**About this exercise:** Retype the material exactly, ending with the line containing "use std::fmt;".
[[ Extracted records open ]]
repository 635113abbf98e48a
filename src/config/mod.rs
//! Configuration module.

mod loader;
mod types;

pub use loader::*;
pub use types::*;
//! Callback protocol pushed to the host.
//!
//! Per invocation the host sees zero or more `on_message` calls, at most
//! one `on_error`, and exactly one `on_complete`, always last.

use std::fmt;

use serde::{Deserialize, Serialize};
use tokio::sync::mpsc;
use tokio_stream::wrappers::UnboundedReceiverStream;

use crate::bridge::CliResult;

/// Kind tag of an `on_message` notification.
#[derive(Debug, Clone, Copy, PartialEq, Eq, Serialize, Deserialize)]
#[serde(rename_all = "snake_case")]
pub enum MessageKind {
    /// Thread identifier assigned by the CLI.
    SessionId,
    /// A turn began.
    MessageStart,
    /// Assistant text.
    Content,
    /// A turn finished.
    MessageEnd,
}

impl MessageKind {
    /// Wire name of the kind.
    #[must_use]
    pub fn as_str(self) -> &'static str {
        match self {
            Self::SessionId => "session_id",
            Self::MessageStart => "message_start",
            Self::Content => "content",
            Self::MessageEnd => "message_end",
        }
    }
}

impl fmt::Display for MessageKind {
    fn fmt(&self, f: &mut fmt::Formatter<'_>) -> fmt::Result {
        f.write_str(self.as_str())
    }
}

/// Receiver of invocation notifications.
///
/// Called synchronously from the invocation task, in event order.
pub trait MessageCallback: Send + Sync {
    /// A protocol message.
    fn on_message(&self, kind: MessageKind, payload: &str);
    /// A turn failure or launch failure.
    fn on_error(&self, message: &str);
    /// The final result. Always the last call.
    fn on_complete(&self, result: &CliResult);
}

/// A notification carried over a channel.
#[derive(Debug, Clone, PartialEq, Serialize, Deserialize)]
#[serde(tag = "type", rename_all = "snake_case")]
pub enum BridgeMessage {
    /// See [`MessageCallback::on_message`].
    Message {
        /// Message kind.
        kind: MessageKind,
        /// Message payload; empty for start/end markers.
        payload: String,
    },
    /// See [`MessageCallback::on_error`].
    Error {
        /// Failure message.
        message: String,
    },
    /// See [`MessageCallback::on_complete`].
    Complete {
        /// Final result.
        result: CliResult,
    },
}

impl BridgeMessage {
    /// Returns true for the final `Complete` message.
    #[must_use]
    pub fn is_terminal(&self) -> bool {
        matches!(self, Self::Complete { .. })
    }
}

/// Callback that forwards notifications into an unbounded channel.
#[derive(Debug, Clone)]
pub struct ChannelCallback {
    tx: mpsc::UnboundedSender<BridgeMessage>,
}

impl ChannelCallback {
    /// Create a callback and the receiving end of its channel.
    #[must_use]
    pub fn channel() -> (Self, mpsc::UnboundedReceiver<BridgeMessage>) {
        let (tx, rx) = mpsc::unbounded_channel();
        (Self { tx }, rx)
    }

    /// Create a callback whose notifications are consumed as a `Stream`.
    #[must_use]
    pub fn stream() -> (Self, UnboundedReceiverStream<BridgeMessage>) {
        let (callback, rx) = Self::channel();
        (callback, UnboundedReceiverStream::new(rx))
    }

    fn send(&self, message: BridgeMessage) {
        if self.tx.send(message).is_err() {
            tracing::debug!("Callback receiver dropped");
        }
    }
}

impl MessageCallback for ChannelCallback {
    fn on_message(&self, kind: MessageKind, payload: &str) {
        self.send(BridgeMessage::Message {
            kind,
            payload: payload.to_string(),
        });
    }

    fn on_error(&self, message: &str) {
        self.send(BridgeMessage::Error {
            message: message.to_string(),
        });
    }

    fn on_complete(&self, result: &CliResult) {
        self.send(BridgeMessage::Complete {
            result: result.clone(),
        });
    }
}
//! Live process registry and cancellation control.
//!
//! Each channel owns at most one live Codex process. The task that spawned
//! the process keeps the child and watches two tokens; everyone else talks
//! to it through a [`ProcessHandle`] stored here.

use std::collections::HashMap;
use std::process::ExitStatus;
use std::sync::{Arc, Mutex, MutexGuard, PoisonError};
use std::time::Duration;

use tokio::sync::watch;
use tokio_util::sync::CancellationToken;

use crate::cli::CodexProcess;

/// Default time between SIGTERM and SIGKILL on interrupt.
pub const DEFAULT_INTERRUPT_GRACE: Duration = Duration::from_secs(1);

/// Extra time allowed for a killed process to be reaped.
const KILL_SETTLE: Duration = Duration::from_secs(2);

/// Error type for registry operations.
#[derive(thiserror::Error, Debug, PartialEq, Eq)]
pub enum RegistryError {
    /// The channel already has a live process.
    #[error("Channel already has a running process: {channel}")]
    ChannelBusy {
        /// Channel identifier.
        channel: String,
    },
}

/// Handle to a registered process.
#[derive(Debug, Clone)]
pub struct ProcessHandle {
    pid: Option<u32>,
    generation: u64,
    terminate: CancellationToken,
    kill: CancellationToken,
    exited: watch::Receiver<bool>,
}

impl ProcessHandle {
    /// Process ID at launch.
    #[must_use]
    pub fn pid(&self) -> Option<u32> {
        self.pid
    }

    /// Returns true once the process has been reaped.
    #[must_use]
    pub fn has_exited(&self) -> bool {
        *self.exited.borrow()
    }

    /// Wait up to `limit` for the process to be reaped.
    ///
    /// Returns false if it is still running when the limit elapses.
    pub async fn wait_exited(&self, limit: Duration) -> bool {
        let mut exited = self.exited.clone();
        tokio::time::timeout(limit, exited.wait_for(|done| *done))
            .await
            .map(|_| ())
            .is_ok()
    }
}

/// Receiving side of a [`ProcessHandle`], held by the task owning the child.
#[derive(Debug)]
pub struct ProcessSignals {
    grace: Duration,
    terminate: CancellationToken,
    kill: CancellationToken,
    exited: watch::Sender<bool>,
}

impl ProcessSignals {
    /// Wait for the process, honouring terminate and kill requests.
    ///
    /// A terminate request sends SIGTERM and escalates to SIGKILL after the
    /// grace period. Marks the handle exited however the wait ends.
    ///
    /// # Errors
    ///
    /// Returns an error if the process cannot be waited on or signalled.
    pub async fn supervise(self, mut process: CodexProcess) -> std::io::Result<ExitStatus> {
        let status = tokio::select! {
            status = process.wait() => status,
            () = self.terminate.cancelled() => {
                match process.graceful_terminate(self.grace).await {
                    Ok(()) => process.wait().await,
                    Err(e) => Err(e),
                }
            }
            () = self.kill.cancelled() => {
                match process.kill().await {
                    Ok(()) => process.wait().await,
                    Err(e) => Err(e),
                }
            }
        };
        self.exited.send_replace(true);
        status
    }
}

#[derive(Debug, Default)]
struct RegistryState {
    processes: HashMap<String, ProcessHandle>,
    interrupted: HashMap<String, u64>,
    next_generation: u64,
}

/// Registry of live processes and interruption flags, keyed by channel.
#[derive(Debug)]
pub struct ProcessRegistry {
    state: Mutex<RegistryState>,
    grace: Duration,
}

impl Default for ProcessRegistry {
    fn default() -> Self {
        Self::new(DEFAULT_INTERRUPT_GRACE)
    }
}

impl ProcessRegistry {
    /// Create an empty registry with the given interrupt grace period.
    #[must_use]
    pub fn new(grace: Duration) -> Self {
        Self {
            state: Mutex::new(RegistryState::default()),
            grace,
        }
    }

    /// Interrupt grace period.
    #[must_use]
    pub fn grace(&self) -> Duration {
        self.grace
    }

    fn lock(&self) -> MutexGuard<'_, RegistryState> {
        self.state.lock().unwrap_or_else(PoisonError::into_inner)
    }

    /// Register a freshly spawned process under `channel`.
    ///
    /// The entry is visible to [`interrupt`](Self::interrupt) as soon as this
    /// returns, and is removed when the returned [`Registration`] drops.
    ///
    /// # Errors
    ///
    /// Returns `RegistryError::ChannelBusy` if the channel already has an
    /// entry.
    pub fn register(
        self: &Arc<Self>,
        channel: &str,
        pid: Option<u32>,
    ) -> Result<(Registration, ProcessSignals), RegistryError> {
        let mut state = self.lock();
        if state.processes.contains_key(channel) {
            return Err(RegistryError::ChannelBusy {
                channel: channel.to_string(),
            });
        }

        state.next_generation += 1;
        let generation = state.next_generation;
        let terminate = CancellationToken::new();
        let kill = CancellationToken::new();
        let (exited_tx, exited_rx) = watch::channel(false);

        state.processes.insert(
            channel.to_string(),
            ProcessHandle {
                pid,
                generation,
                terminate: terminate.clone(),
                kill: kill.clone(),
                exited: exited_rx,
            },
        );
        tracing::debug!(channel = %channel, ?pid, generation, "Registered process");

        let registration = Registration {
            registry: Arc::clone(self),
            channel: channel.to_string(),
            generation,
        };
        let signals = ProcessSignals {
            grace: self.grace,
            terminate,
            kill,
            exited: exited_tx,
        };
        Ok((registration, signals))
    }

    /// Interrupt the live process on `channel`, if any.
    ///
    /// Marks the channel interrupted, requests graceful termination and waits
    /// until the process is gone (SIGKILL follows after the grace period).
    /// Returns false when there was nothing to interrupt.
    pub async fn interrupt(&self, channel: &str) -> bool {
        let handle = {
            let mut state = self.lock();
            let Some(handle) = state.processes.get(channel).cloned() else {
                return false;
            };
            if handle.has_exited() {
                return false;
            }
            state
                .interrupted
                .insert(channel.to_string(), handle.generation);
            handle
        };

        tracing::info!(channel = %channel, pid = ?handle.pid, "Interrupting channel");
        handle.terminate.cancel();

        if !handle.wait_exited(self.grace + KILL_SETTLE).await {
            tracing::warn!(channel = %channel, "Process outlived grace period, forcing kill");
            handle.kill.cancel();
            handle.wait_exited(KILL_SETTLE).await;
        }
        true
    }

    /// Returns true if the registration for `channel` with `generation` was
    /// interrupted.
    fn is_interrupted(&self, channel: &str, generation: u64) -> bool {
        self.lock().interrupted.get(channel) == Some(&generation)
    }

    /// Force-kill every registered process and clear the registry.
    pub async fn cleanup_all(&self) {
        let handles: Vec<ProcessHandle> = {
            let mut state = self.lock();
            state.interrupted.clear();
            state.processes.drain().map(|(_, handle)| handle).collect()
        };

        tracing::info!(count = handles.len(), "Cleaning up all Codex CLI processes");
        for handle in &handles {
            handle.kill.cancel();
        }
        for handle in handles {
            if !handle.wait_exited(KILL_SETTLE).await {
                tracing::warn!(pid = ?handle.pid, "Process still running after cleanup");
            }
        }
    }

    /// Number of registered processes.
    #[must_use]
    pub fn active_count(&self) -> usize {
        self.lock().processes.len()
    }

    /// Returns true if `channel` has a registered process.
    #[must_use]
    pub fn is_active(&self, channel: &str) -> bool {
        self.lock().processes.contains_key(channel)
    }

    fn finalize(&self, channel: &str, generation: u64) {
        let mut state = self.lock();
        if state
            .processes
            .get(channel)
            .is_some_and(|h| h.generation == generation)
        {
            state.processes.remove(channel);
        }
        if state.interrupted.get(channel) == Some(&generation) {
            state.interrupted.remove(channel);
        }
        tracing::debug!(channel = %channel, generation, "Released process");
    }
}

/// Ownership of a registry entry.
///
/// Dropping it removes the process handle and interruption flag, on every
/// exit path of the invocation.
#[derive(Debug)]
pub struct Registration {
    registry: Arc<ProcessRegistry>,
    channel: String,
    generation: u64,
}

impl Registration {
    /// Channel this registration belongs to.
    #[must_use]
    pub fn channel(&self) -> &str {
        &self.channel
    }

    /// Returns true if an interrupt was requested for this registration.
    #[must_use]
    pub fn is_interrupted(&self) -> bool {
        self.registry.is_interrupted(&self.channel, self.generation)
    }
}

impl Drop for Registration {
    fn drop(&mut self) {
        self.registry.finalize(&self.channel, self.generation);
    }
}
[[ Extracted records closed ]]
**Expected answer:**
repository 635113abbf98e48a
filename src/config/mod.rs
//! Configuration module.

mod loader;
mod types;

pub use loader::*;
pub use types::*;
//! Callback protocol pushed to the host.
//!
//! Per invocation the host sees zero or more `on_message` calls, at most
//! one `on_error`, and exactly one `on_complete`, always last.

use std::fmt;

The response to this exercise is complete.